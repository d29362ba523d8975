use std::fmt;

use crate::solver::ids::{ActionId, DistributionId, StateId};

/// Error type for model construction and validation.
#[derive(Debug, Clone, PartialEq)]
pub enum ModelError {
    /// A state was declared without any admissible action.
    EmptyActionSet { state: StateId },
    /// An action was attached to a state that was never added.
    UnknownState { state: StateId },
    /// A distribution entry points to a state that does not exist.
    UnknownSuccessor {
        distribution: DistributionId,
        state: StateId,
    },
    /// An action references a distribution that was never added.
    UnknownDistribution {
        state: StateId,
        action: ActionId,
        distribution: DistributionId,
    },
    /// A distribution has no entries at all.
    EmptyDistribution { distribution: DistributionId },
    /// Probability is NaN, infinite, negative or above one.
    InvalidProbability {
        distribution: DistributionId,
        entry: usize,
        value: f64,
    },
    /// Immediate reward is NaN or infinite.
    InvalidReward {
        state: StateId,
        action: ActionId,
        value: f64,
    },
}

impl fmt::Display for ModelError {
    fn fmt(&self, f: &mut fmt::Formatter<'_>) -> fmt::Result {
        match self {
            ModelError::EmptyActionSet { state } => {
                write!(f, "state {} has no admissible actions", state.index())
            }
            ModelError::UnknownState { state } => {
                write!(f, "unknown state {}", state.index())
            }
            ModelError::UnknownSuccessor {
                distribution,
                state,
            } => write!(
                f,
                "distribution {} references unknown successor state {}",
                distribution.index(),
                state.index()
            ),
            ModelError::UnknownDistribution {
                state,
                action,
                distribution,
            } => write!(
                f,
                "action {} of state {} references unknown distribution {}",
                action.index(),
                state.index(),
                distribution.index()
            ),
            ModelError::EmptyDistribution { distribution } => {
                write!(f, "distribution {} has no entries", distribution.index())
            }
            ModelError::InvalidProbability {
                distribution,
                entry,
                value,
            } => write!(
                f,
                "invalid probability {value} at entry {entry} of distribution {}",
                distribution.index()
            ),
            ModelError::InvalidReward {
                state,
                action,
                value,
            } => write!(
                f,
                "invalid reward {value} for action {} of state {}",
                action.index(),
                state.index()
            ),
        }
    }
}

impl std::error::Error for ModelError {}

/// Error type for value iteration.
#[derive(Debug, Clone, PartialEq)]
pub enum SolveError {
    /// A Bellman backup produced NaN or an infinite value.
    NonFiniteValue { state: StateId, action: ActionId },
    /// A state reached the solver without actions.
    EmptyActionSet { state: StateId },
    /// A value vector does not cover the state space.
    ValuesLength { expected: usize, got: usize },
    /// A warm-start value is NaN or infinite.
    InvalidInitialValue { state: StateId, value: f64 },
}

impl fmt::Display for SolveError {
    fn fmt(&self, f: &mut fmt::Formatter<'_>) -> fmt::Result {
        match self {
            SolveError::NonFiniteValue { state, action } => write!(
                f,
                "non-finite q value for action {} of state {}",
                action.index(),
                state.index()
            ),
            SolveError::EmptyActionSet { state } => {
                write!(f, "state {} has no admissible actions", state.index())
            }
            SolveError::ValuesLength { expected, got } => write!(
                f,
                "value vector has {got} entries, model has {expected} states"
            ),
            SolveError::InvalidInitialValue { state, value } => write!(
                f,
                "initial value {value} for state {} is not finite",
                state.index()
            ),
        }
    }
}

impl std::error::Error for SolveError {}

##############################

Tally the lines of the records that contain "usize", then write only the total.

2